Covid resulted in her being separated from family for almost 2 years, plunging her deeper into depression. Her physical abilities during this time deteriorated exponentially, leaving her with only a fraction of her former strength. Since Covid, our mother has required a wheelchair to get around and is mostly bedridden. Her confidence and quality of life have greatly suffered. We can feel that we are reaching a point of no return. Her age and health won’t hold open the rehabilitation window of opportunity forever. We see it closing. Without immediate action, it's likely she will remain in bed for the rest of her life. So we are literally at the crossroads of determining the longevity and quality of the rest of her life.

She only recently became a grandma, her youngest two children will get married in 2026, her life as a mother-in-law and grandmother has only just begun. She wishes deeply to be there for her children as they get married and have their own children. She's always said her lifelong goal was to be a grandmother. As her family, our greatest desire is that she can actively participate in the wonderful experiences of our young families starting and growing. We are asking for your help to ensure she can participate more fully in our lives.

Although Covid represented a deterioration of her body, at the same time there was a miraculous change in her personality. Since 2021, we have experienced a mother, who by the grace of God, has lost her selfish, manipulative, and violent tendencies. We are rediscovering her as she recognizes how destructive her TBI has been to the fabric of our family. She is now actively promoting and participating in the healing process of our family.

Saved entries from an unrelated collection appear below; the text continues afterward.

//! Log records as returned by the query executor.
//!
//! A record is an open, ordered mapping of column name to scalar value.
//! Records carry no identity of their own; they are compared field by field.

use indexmap::IndexMap;
use serde::{Deserialize, Serialize};
use std::cmp::Ordering;

/// Column used as the default sort key for freshly created stores.
pub const DEFAULT_SORT_KEY: &str = "p_timestamp";

// ===== FieldValue =====

/// A single scalar cell of a log record.
#[derive(Debug, Clone, PartialEq, Serialize, Deserialize)]
#[serde(untagged)]
pub enum FieldValue {
    /// Explicit null.
    Null,
    /// Boolean cell.
    Bool(bool),
    /// Numeric cell (integers are stored losslessly up to 2^53).
    Number(f64),
    /// Text cell.
    Text(String),
}

impl FieldValue {
    /// Coerce the value to the string used for filter membership and
    /// candidate lists.
    ///
    /// Null becomes the empty string, integral numbers print without a
    /// fraction, booleans print as `true`/`false`.
    pub fn to_filter_string(&self) -> String {
        match self {
            FieldValue::Null => String::new(),
            FieldValue::Bool(b) => b.to_string(),
            FieldValue::Number(n) => format_number(*n),
            FieldValue::Text(s) => s.clone(),
        }
    }

    /// Whether this value is the explicit null.
    pub fn is_null(&self) -> bool {
        matches!(self, FieldValue::Null)
    }

    fn type_rank(&self) -> u8 {
        match self {
            FieldValue::Bool(_) => 0,
            FieldValue::Number(_) => 1,
            FieldValue::Text(_) => 2,
            FieldValue::Null => 3,
        }
    }
}

fn format_number(n: f64) -> String {
    // Beyond 2^53 the integer cast is no longer exact.
    if n.is_finite() && n.fract() == 0.0 && n.abs() < 9_007_199_254_740_992.0 {
        format!("{}", n as i64)
    } else {
        n.to_string()
    }
}

/// Ascending comparison of two (possibly missing) cells.
///
/// Values of the same type compare naturally. Across types the order is
/// `Bool < Number < Text`, and null or missing cells sort after everything
/// else, so they land last in ascending order and first in descending order.
pub fn compare_values(a: Option<&FieldValue>, b: Option<&FieldValue>) -> Ordering {
    let a = a.unwrap_or(&FieldValue::Null);
    let b = b.unwrap_or(&FieldValue::Null);
    match (a, b) {
        (FieldValue::Bool(x), FieldValue::Bool(y)) => x.cmp(y),
        (FieldValue::Number(x), FieldValue::Number(y)) => {
            x.partial_cmp(y).unwrap_or(Ordering::Equal)
        }
        (FieldValue::Text(x), FieldValue::Text(y)) => x.cmp(y),
        _ => a.type_rank().cmp(&b.type_rank()),
    }
}

impl From<&str> for FieldValue {
    fn from(value: &str) -> Self {
        FieldValue::Text(value.to_string())
    }
}

impl From<String> for FieldValue {
    fn from(value: String) -> Self {
        FieldValue::Text(value)
    }
}

impl From<f64> for FieldValue {
    fn from(value: f64) -> Self {
        FieldValue::Number(value)
    }
}

impl From<i64> for FieldValue {
    fn from(value: i64) -> Self {
        FieldValue::Number(value as f64)
    }
}

impl From<bool> for FieldValue {
    fn from(value: bool) -> Self {
        FieldValue::Bool(value)
    }
}

impl From<serde_json::Value> for FieldValue {
    fn from(value: serde_json::Value) -> Self {
        use serde_json::Value;
        match value {
            Value::Null => FieldValue::Null,
            Value::Bool(b) => FieldValue::Bool(b),
            Value::Number(n) => n.as_f64().map_or(FieldValue::Null, FieldValue::Number),
            Value::String(s) => FieldValue::Text(s),
            // Nested values are not filterable; keep their JSON text.
            other @ (Value::Array(_) | Value::Object(_)) => FieldValue::Text(other.to_string()),
        }
    }
}

// ===== LogRecord =====

/// One row of a query result.
#[derive(Debug, Clone, PartialEq, Default, Serialize, Deserialize)]
#[serde(transparent)]
pub struct LogRecord {
    fields: IndexMap<String, FieldValue>,
}

impl LogRecord {
    /// Create an empty record.
    pub fn new() -> Self {
        Self::default()
    }

    /// Builder-style insert.
    pub fn with(mut self, column: impl Into<String>, value: impl Into<FieldValue>) -> Self {
        self.fields.insert(column.into(), value.into());
        self
    }

    /// Insert or replace a cell.
    pub fn insert(&mut self, column: impl Into<String>, value: impl Into<FieldValue>) {
        self.fields.insert(column.into(), value.into());
    }

    /// Look up a cell by column name.
    pub fn get(&self, column: &str) -> Option<&FieldValue> {
        self.fields.get(column)
    }

    /// String-coerced cell value; missing columns coerce to the empty string.
    pub fn coerced(&self, column: &str) -> String {
        self.get(column)
            .map(FieldValue::to_filter_string)
            .unwrap_or_default()
    }

    /// Column names in insertion order.
    pub fn columns(&self) -> impl Iterator<Item = &str> {
        self.fields.keys().map(String::as_str)
    }

    /// Number of cells.
    pub fn len(&self) -> usize {
        self.fields.len()
    }

    /// Whether the record has no cells.
    pub fn is_empty(&self) -> bool {
        self.fields.is_empty()
    }

    /// Build a record from a JSON object. Returns `None` for non-objects.
    pub fn from_json(value: serde_json::Value) -> Option<Self> {
        match value {
            serde_json::Value::Object(map) => Some(
                map.into_iter()
                    .map(|(k, v)| (k, FieldValue::from(v)))
                    .collect(),
            ),
            _ => None,
        }
    }
}

impl<K: Into<String>, V: Into<FieldValue>> FromIterator<(K, V)> for LogRecord {
    fn from_iter<I: IntoIterator<Item = (K, V)>>(iter: I) -> Self {
        Self {
            fields: iter
                .into_iter()
                .map(|(k, v)| (k.into(), v.into()))
                .collect(),
        }
    }
}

We want to give our father the rest he deserves so he can start taking care of himself again. We want to give our disabled mother a chance to be connected to her family again.

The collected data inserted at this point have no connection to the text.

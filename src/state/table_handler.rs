//! Dataset, pipeline and pagination transitions.
//!
//! Pure functions `(&LogsState, payload) -> StatePatch`. Every transition that
//! changes filters or sort re-runs the pipeline over the canonical dataset
//! (`data.raw`), never over the previously derived one.

use crate::model::{headers_from_records, headers_from_schema, LogRecord, StreamSchema, TimeRange};
use crate::model::{find_fixed_duration, floor_to_minute};
use crate::pipeline::{
    filter_and_sort, get_page_slice, total_pages, ColumnFilters, PipelineCriteria, SortOrder,
};
use crate::state::{DataState, LogsState, QuickFilters, SortSpec, StatePatch, TableOpts};
use chrono::{DateTime, Duration, Utc};
use tracing::debug;

// ===== Derivation =====

/// Re-run the pipeline for `table`'s criteria and land on page 1 (page 0 when
/// nothing survives).
///
/// Returns the updated table opts and datasets; callers decide which other
/// sections to patch.
pub(crate) fn rederive_first_page(state: &LogsState, table: TableOpts) -> (TableOpts, DataState) {
    let filtered = filter_and_sort(
        &PipelineCriteria {
            sort_key: &table.sort_key,
            sort_order: table.sort_order,
            filters: &table.filters,
        },
        &state.data.raw,
    );
    let current_page = if filtered.is_empty() { 0 } else { 1 };
    let table = TableOpts {
        page_data: get_page_slice(current_page, table.per_page, &filtered),
        total_pages: total_pages(filtered.len(), table.per_page),
        displayed_count: filtered.len(),
        current_page,
        page_error: None,
        ..table
    };
    let data = DataState {
        filtered,
        ..state.data.clone()
    };
    (table, data)
}

// ===== Data =====

/// Store a freshly fetched canonical dataset and derive the first page.
///
/// Headers come from the result shape while a custom query is active and from
/// the stream schema otherwise. Clears any previous fetch error.
pub fn set_data(state: &LogsState, records: Vec<LogRecord>) -> StatePatch {
    let table = &state.table_opts;
    let filtered = filter_and_sort(
        &PipelineCriteria {
            sort_key: &table.sort_key,
            sort_order: table.sort_order,
            filters: &table.filters,
        },
        &records,
    );
    let current_page = if filtered.is_empty() { 0 } else { 1 };
    let headers = if state.custom_query.is_active {
        headers_from_records(&records)
    } else {
        headers_from_schema(state.data.schema.as_ref())
    };

    debug!(
        raw = records.len(),
        derived = filtered.len(),
        custom_query = state.custom_query.is_active,
        "Dataset replaced"
    );

    StatePatch {
        table_opts: Some(TableOpts {
            page_data: get_page_slice(current_page, table.per_page, &filtered),
            total_pages: total_pages(filtered.len(), table.per_page),
            displayed_count: filtered.len(),
            current_page,
            headers,
            page_error: None,
            ..table.clone()
        }),
        data: Some(DataState {
            raw: records,
            filtered,
            schema: state.data.schema.clone(),
            fetch_error: None,
        }),
        ..StatePatch::none()
    }
}

/// Record a failed fetch. The previous dataset and page stay as they were.
pub fn set_fetch_error(state: &LogsState, message: impl Into<String>) -> StatePatch {
    StatePatch {
        data: Some(DataState {
            fetch_error: Some(message.into()),
            ..state.data.clone()
        }),
        ..StatePatch::none()
    }
}

/// Store the selected stream's schema.
pub fn set_stream_schema(state: &LogsState, schema: StreamSchema) -> StatePatch {
    StatePatch {
        data: Some(DataState {
            schema: Some(schema),
            ..state.data.clone()
        }),
        ..StatePatch::none()
    }
}

/// Open (or close, with `None`) the detail panel for a record.
pub fn set_selected_log(_state: &LogsState, record: Option<LogRecord>) -> StatePatch {
    StatePatch {
        selected_log: Some(record),
        ..StatePatch::none()
    }
}

// ===== Sort / filter =====

/// Apply a new sort and re-derive from the canonical dataset, back to page 1.
pub fn set_and_sort_data(state: &LogsState, sort_key: &str, sort_order: SortOrder) -> StatePatch {
    let table = TableOpts {
        sort_key: sort_key.to_string(),
        sort_order,
        ..state.table_opts.clone()
    };
    let (table, data) = rederive_first_page(state, table);

    StatePatch {
        quick_filters: Some(QuickFilters {
            sort: SortSpec {
                key: sort_key.to_string(),
                order: sort_order,
            },
            ..state.quick_filters.clone()
        }),
        table_opts: Some(table),
        data: Some(data),
        ..StatePatch::none()
    }
}

/// Set (or with `remove`, drop) one column filter and re-derive, back to page 1.
///
/// An empty `values` list removes the column as well.
pub fn set_and_filter_data(
    state: &LogsState,
    column: &str,
    values: &[String],
    remove: bool,
) -> StatePatch {
    let mut filters = state.table_opts.filters.clone();
    if remove {
        filters.remove(column);
    } else {
        filters.set(column, values.iter().cloned());
    }
    with_filters(state, filters)
}

/// Replace all column filters and re-derive, back to page 1.
pub(crate) fn with_filters(state: &LogsState, filters: ColumnFilters) -> StatePatch {
    let table = TableOpts {
        filters: filters.clone(),
        ..state.table_opts.clone()
    };
    let (table, data) = rederive_first_page(state, table);

    debug!(
        columns = filters.len(),
        derived = data.filtered.len(),
        "Column filters applied"
    );

    StatePatch {
        quick_filters: Some(QuickFilters {
            filters,
            ..state.quick_filters.clone()
        }),
        table_opts: Some(table),
        data: Some(data),
        ..StatePatch::none()
    }
}

// ===== Pagination =====

/// Move to a 1-indexed page of the derived dataset.
///
/// With nothing derived the table stays on page 0. Otherwise pages outside
/// `1..=total_pages` are rejected with an inline message and leave the
/// current page untouched.
pub fn set_page_and_page_data(state: &LogsState, page: usize) -> StatePatch {
    let table = &state.table_opts;
    let filtered = &state.data.filtered;
    if filtered.is_empty() {
        return StatePatch {
            table_opts: Some(TableOpts {
                page_data: Vec::new(),
                current_page: 0,
                total_pages: 0,
                page_error: None,
                ..table.clone()
            }),
            ..StatePatch::none()
        };
    }

    let last = total_pages(filtered.len(), table.per_page);
    if page == 0 || page > last {
        return StatePatch {
            table_opts: Some(TableOpts {
                page_error: Some(format!("Page {page} is out of range (1-{last})")),
                ..table.clone()
            }),
            ..StatePatch::none()
        };
    }

    StatePatch {
        table_opts: Some(TableOpts {
            page_data: get_page_slice(page, table.per_page, filtered),
            current_page: page,
            total_pages: last,
            page_error: None,
            ..table.clone()
        }),
        ..StatePatch::none()
    }
}

/// Change the page size and return to the first page.
pub fn set_per_page(state: &LogsState, per_page: usize) -> StatePatch {
    let table = &state.table_opts;
    if per_page == 0 {
        return StatePatch {
            table_opts: Some(TableOpts {
                page_error: Some("Rows per page must be greater than zero".to_string()),
                ..table.clone()
            }),
            ..StatePatch::none()
        };
    }

    let filtered = &state.data.filtered;
    let current_page = if filtered.is_empty() { 0 } else { 1 };
    StatePatch {
        table_opts: Some(TableOpts {
            page_data: get_page_slice(current_page, per_page, filtered),
            total_pages: total_pages(filtered.len(), per_page),
            current_page,
            per_page,
            page_error: None,
            ..table.clone()
        }),
        ..StatePatch::none()
    }
}

/// Set the server-side fetch offset.
pub fn set_current_offset(state: &LogsState, current_offset: usize) -> StatePatch {
    StatePatch {
        table_opts: Some(TableOpts {
            current_offset,
            ..state.table_opts.clone()
        }),
        ..StatePatch::none()
    }
}

/// Set the backend-reported total row count.
pub fn set_total_count(state: &LogsState, total_count: usize) -> StatePatch {
    StatePatch {
        table_opts: Some(TableOpts {
            total_count,
            ..state.table_opts.clone()
        }),
        ..StatePatch::none()
    }
}

// ===== Columns =====

/// Hide or re-show a column.
pub fn toggle_disabled_columns(state: &LogsState, column: &str) -> StatePatch {
    let mut disabled_columns = state.table_opts.disabled_columns.clone();
    if !disabled_columns.shift_remove(column) {
        disabled_columns.insert(column.to_string());
    }
    StatePatch {
        table_opts: Some(TableOpts {
            disabled_columns,
            ..state.table_opts.clone()
        }),
        ..StatePatch::none()
    }
}

/// Pin or unpin a column; pins keep the order they were added in.
pub fn toggle_pinned_columns(state: &LogsState, column: &str) -> StatePatch {
    let mut pinned_columns = state.table_opts.pinned_columns.clone();
    if !pinned_columns.shift_remove(column) {
        pinned_columns.insert(column.to_string());
    }
    StatePatch {
        table_opts: Some(TableOpts {
            pinned_columns,
            ..state.table_opts.clone()
        }),
        ..StatePatch::none()
    }
}

// ===== Refetch =====

/// Clear results ahead of a new fetch.
///
/// Drops pages, counts, headers and both datasets (the schema stays). A fixed
/// window is re-anchored at `now` so the refetch covers the latest interval.
pub fn clean_store_for_refetch(state: &LogsState, now: DateTime<Utc>) -> StatePatch {
    let range = &state.time_range;
    let time_range = match range.interval_ms {
        Some(interval) if range.is_fixed() => Some(match find_fixed_duration(&range.label) {
            Some(preset) => TimeRange::rolling(preset, now),
            None => {
                let end_time = floor_to_minute(now);
                TimeRange {
                    start_time: end_time - Duration::milliseconds(interval),
                    end_time,
                    ..range.clone()
                }
            }
        }),
        _ => None,
    };

    StatePatch {
        time_range,
        table_opts: Some(TableOpts {
            page_data: Vec::new(),
            total_count: 0,
            displayed_count: 0,
            current_page: 0,
            current_offset: 0,
            headers: Vec::new(),
            total_pages: 0,
            page_error: None,
            ..state.table_opts.clone()
        }),
        data: Some(DataState {
            raw: Vec::new(),
            filtered: Vec::new(),
            fetch_error: None,
            ..state.data.clone()
        }),
        ..StatePatch::none()
    }
}

#[cfg(test)]
#[path = "table_handler_tests.rs"]
mod tests;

Our family's burden will be constant, there is no finish line, not in this life. We pray for and await God’s help. We hope you can be a partner in providing that help.

If you've read the entire page we thank you! We know it was a lot to read. You now have a much better understanding of our family's situation and we hope an increased desire to help and share.

Again, from the bottom of our hearts, thank you for listening, and thank you for your support.

— Ashton, Delene, Rochelle, and Dalon